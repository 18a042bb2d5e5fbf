//! Sales and inventory reports
//!
//! Quantity aggregations run in SQL; per-store arithmetic over inventory rows
//! happens here in plain functions so it can be tested without a database.

use super::service::{internal, Service};
use crate::contract::{
    BestsellingArtist, DateRange, DepletedRecording, InventoryLine, MarginAnalysis,
    MarginEntry, OutOfStockReport, Principal, Recording, RecordingSales, SalesLine, SalesReport,
    Store, StoreError, StoreSalesReport, StoreStats,
};
use chrono::{DateTime, Days, NaiveDate, Utc};
use rust_decimal::Decimal;
use std::collections::HashSet;

impl Service {
    /// Recordings by summed order quantity, largest first
    pub async fn bestsellers(&self, limit: Option<u64>) -> Result<Vec<RecordingSales>, StoreError> {
        let limit = limit.unwrap_or(self.bestsellers_default_limit);
        self.repos
            .reports
            .recording_sales(Some(limit))
            .await
            .map_err(internal)
    }

    pub async fn bestselling_artist(&self) -> Result<BestsellingArtist, StoreError> {
        let all_artists = self.repos.reports.artist_sales().await.map_err(internal)?;

        let leader = match all_artists.first() {
            Some(top) => {
                let recordings = self
                    .repos
                    .recordings
                    .find_by_artist(&top.artist)
                    .await
                    .map_err(internal)?;
                Some((top.clone(), recordings))
            }
            None => None,
        };

        Ok(BestsellingArtist {
            leader,
            all_artists,
        })
    }

    pub async fn out_of_stock(&self, store_id: i32) -> Result<OutOfStockReport, StoreError> {
        let store = self.require_store(store_id).await?;
        let inventory = self.repos.stores.inventory(store_id).await.map_err(internal)?;
        let recordings = self.repos.recordings.list().await.map_err(internal)?;

        Ok(partition_unavailable(store, &inventory, recordings))
    }

    pub async fn store_total_sales(&self, store_id: i32) -> Result<StoreSalesReport, StoreError> {
        let store = self.require_store(store_id).await?;
        let inventory = self.repos.stores.inventory(store_id).await.map_err(internal)?;

        Ok(total_sales(store, &inventory))
    }

    pub async fn margin_analysis(&self) -> Result<MarginAnalysis, StoreError> {
        let inventory = self.repos.stores.all_inventory().await.map_err(internal)?;
        Ok(analyze_margins(&inventory))
    }

    /// Admin sales report for orders dated within the inclusive range
    pub async fn sales_report(
        &self,
        principal: &Principal,
        range: DateRange,
    ) -> Result<SalesReport, StoreError> {
        Self::require_admin(principal)?;

        if let (Some(from), Some(to)) = (range.from, range.to) {
            if from > to {
                return Err(StoreError::validation("dateFrom must not be after dateTo"));
            }
        }

        let from = range.from.map(start_of_day);
        let until = match range.to {
            Some(to) => Some(start_of_day(to.checked_add_days(Days::new(1)).ok_or_else(
                || StoreError::validation("dateTo is out of range"),
            )?)),
            None => None,
        };

        let sales = self
            .repos
            .reports
            .revenue_between(from, until)
            .await
            .map_err(internal)?;
        let total_revenue = sales.iter().map(|line| line.total_revenue).sum();

        Ok(SalesReport {
            sales,
            total_revenue,
        })
    }

    pub async fn stats(&self, principal: &Principal) -> Result<StoreStats, StoreError> {
        Self::require_admin(principal)?;

        Ok(StoreStats {
            users: self.repos.users.count().await.map_err(internal)?,
            recordings: self.repos.recordings.count().await.map_err(internal)?,
            stores: self.repos.stores.count().await.map_err(internal)?,
            orders: self.repos.orders.count().await.map_err(internal)?,
        })
    }
}

fn start_of_day(date: NaiveDate) -> DateTime<Utc> {
    date.and_time(chrono::NaiveTime::MIN).and_utc()
}

/// Split the unavailable recordings of a store into depleted rows and never-stocked ones
///
/// The two lists are disjoint: a recording with any inventory row never counts as missing.
pub fn partition_unavailable(
    store: Store,
    inventory: &[InventoryLine],
    recordings: Vec<Recording>,
) -> OutOfStockReport {
    let stocked: HashSet<i32> = inventory.iter().map(|line| line.row.recording_id).collect();

    let depleted = inventory
        .iter()
        .filter(|line| line.row.in_stock == 0)
        .map(|line| DepletedRecording {
            recording: line.recording.clone(),
            sales_count: line.row.sales_count,
        })
        .collect();

    let missing = recordings
        .into_iter()
        .filter(|recording| !stocked.contains(&recording.id))
        .collect();

    OutOfStockReport {
        store,
        depleted,
        missing,
    }
}

/// Retail, wholesale and profit totals from the per-row sales counters
pub fn total_sales(store: Store, inventory: &[InventoryLine]) -> StoreSalesReport {
    let lines: Vec<SalesLine> = inventory
        .iter()
        .map(|line| {
            let count = Decimal::from(line.row.sales_count);
            let retail_price = line.retail_price.unwrap_or(Decimal::ZERO);
            let retail_sales = count * retail_price;
            let wholesale_sales = count * line.row.wholesale_price;
            SalesLine {
                recording_id: line.recording.id,
                title: line.recording.title.clone(),
                artist: line.recording.artist.clone(),
                sales_count: line.row.sales_count,
                retail_price,
                wholesale_price: line.row.wholesale_price,
                retail_sales,
                wholesale_sales,
                profit: retail_sales - wholesale_sales,
            }
        })
        .collect();

    StoreSalesReport {
        store,
        total_retail_sales: lines.iter().map(|l| l.retail_sales).sum(),
        total_wholesale_sales: lines.iter().map(|l| l.wholesale_sales).sum(),
        total_profit: lines.iter().map(|l| l.profit).sum(),
        lines,
    }
}

/// Margin for every (recording, store) pair that has a retail price
pub fn analyze_margins(inventory: &[(Store, InventoryLine)]) -> MarginAnalysis {
    let mut entries: Vec<MarginEntry> = inventory
        .iter()
        .filter_map(|(store, line)| {
            let retail_price = line.retail_price?;
            let wholesale_price = line.row.wholesale_price;
            let margin = retail_price - wholesale_price;
            let margin_percentage = (!wholesale_price.is_zero())
                .then(|| (margin / wholesale_price * Decimal::ONE_HUNDRED).round_dp(2));

            Some(MarginEntry {
                recording_id: line.recording.id,
                title: line.recording.title.clone(),
                artist: line.recording.artist.clone(),
                genre: line.recording.genre.clone(),
                retail_price,
                wholesale_price,
                margin,
                margin_percentage,
                store_id: store.id,
                store_name: store.name.clone(),
            })
        })
        .collect();

    // Stable: equal margins keep inventory order
    entries.sort_by(|a, b| b.margin.cmp(&a.margin));

    let average_margin = if entries.is_empty() {
        None
    } else {
        let sum: Decimal = entries.iter().map(|e| e.margin).sum();
        Some((sum / Decimal::from(entries.len())).round_dp(2))
    };

    MarginAnalysis {
        entries,
        average_margin,
    }
}

#[cfg(test)]
mod tests {
    use super::*;
    use crate::contract::InventoryRow;

    fn dec(cents: i64) -> Decimal {
        Decimal::new(cents, 2)
    }

    fn store(id: i32, name: &str) -> Store {
        Store {
            id,
            name: name.to_string(),
            address: "1 Main St".to_string(),
            phone: "555-0100".to_string(),
        }
    }

    fn recording(id: i32, title: &str) -> Recording {
        Recording {
            id,
            title: title.to_string(),
            artist: "Artist".to_string(),
            genre: "Rock".to_string(),
            subgenre: None,
            release_year: 1980,
            publisher: "Label".to_string(),
            media_type: "CD".to_string(),
            image_url: "default.jpg".to_string(),
        }
    }

    fn line(
        recording_id: i32,
        in_stock: i32,
        sales_count: i32,
        wholesale: i64,
        retail: Option<i64>,
    ) -> InventoryLine {
        InventoryLine {
            row: InventoryRow {
                id: recording_id,
                store_id: 1,
                recording_id,
                wholesale_price: dec(wholesale),
                in_stock,
                sales_count,
            },
            recording: recording(recording_id, &format!("Title {}", recording_id)),
            retail_price: retail.map(dec),
        }
    }

    #[test]
    fn test_partition_is_disjoint_and_complete() {
        let inventory = vec![line(1, 3, 0, 800, Some(1200)), line(2, 0, 7, 800, Some(1200))];
        let recordings = (1..=4).map(|id| recording(id, "t")).collect();

        let report = partition_unavailable(store(1, "Central"), &inventory, recordings);

        let depleted: Vec<i32> = report.depleted.iter().map(|d| d.recording.id).collect();
        let missing: Vec<i32> = report.missing.iter().map(|r| r.id).collect();
        assert_eq!(depleted, vec![2]);
        assert_eq!(report.depleted[0].sales_count, 7);
        assert_eq!(missing, vec![3, 4]);
    }

    #[test]
    fn test_total_sales_uses_zero_retail_without_catalog_entry() {
        let inventory = vec![line(1, 5, 10, 800, Some(1200)), line(2, 5, 4, 500, None)];

        let report = total_sales(store(1, "Central"), &inventory);

        assert_eq!(report.lines[0].retail_sales, dec(12000));
        assert_eq!(report.lines[0].profit, dec(4000));
        assert_eq!(report.lines[1].retail_sales, Decimal::ZERO);
        assert_eq!(report.lines[1].profit, dec(-2000));
        assert_eq!(report.total_retail_sales, dec(12000));
        assert_eq!(report.total_wholesale_sales, dec(10000));
        assert_eq!(report.total_profit, dec(2000));
    }

    #[test]
    fn test_margins_sorted_with_average() {
        let inventory = vec![
            (store(1, "Central"), line(1, 1, 0, 800, Some(1200))),
            (store(2, "World"), line(2, 1, 0, 600, Some(1500))),
            (store(2, "World"), line(3, 1, 0, 100, None)),
        ];

        let analysis = analyze_margins(&inventory);

        assert_eq!(analysis.entries.len(), 2);
        let max = analysis.max().unwrap();
        assert_eq!(max.recording_id, 2);
        assert_eq!(max.store_name, "World");
        assert_eq!(max.margin, dec(900));
        assert_eq!(max.margin_percentage, Some(Decimal::new(150, 0)));
        assert_eq!(analysis.average_margin, Some(dec(650)));
    }

    #[test]
    fn test_zero_wholesale_has_no_percentage() {
        let inventory = vec![(store(1, "Central"), line(1, 1, 0, 0, Some(1000)))];

        let analysis = analyze_margins(&inventory);

        assert_eq!(analysis.entries[0].margin, dec(1000));
        assert_eq!(analysis.entries[0].margin_percentage, None);
    }

    #[test]
    fn test_no_pairs_means_no_average() {
        let analysis = analyze_margins(&[]);
        assert!(analysis.max().is_none());
        assert_eq!(analysis.average_margin, None);
    }
}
·····
Scan the records for the string "validation". Copy each line in which it appears.

= YOUR RESPONSE =
                return Err(StoreError::validation("dateFrom must not be after dateTo"));
                || StoreError::validation("dateTo is out of range"),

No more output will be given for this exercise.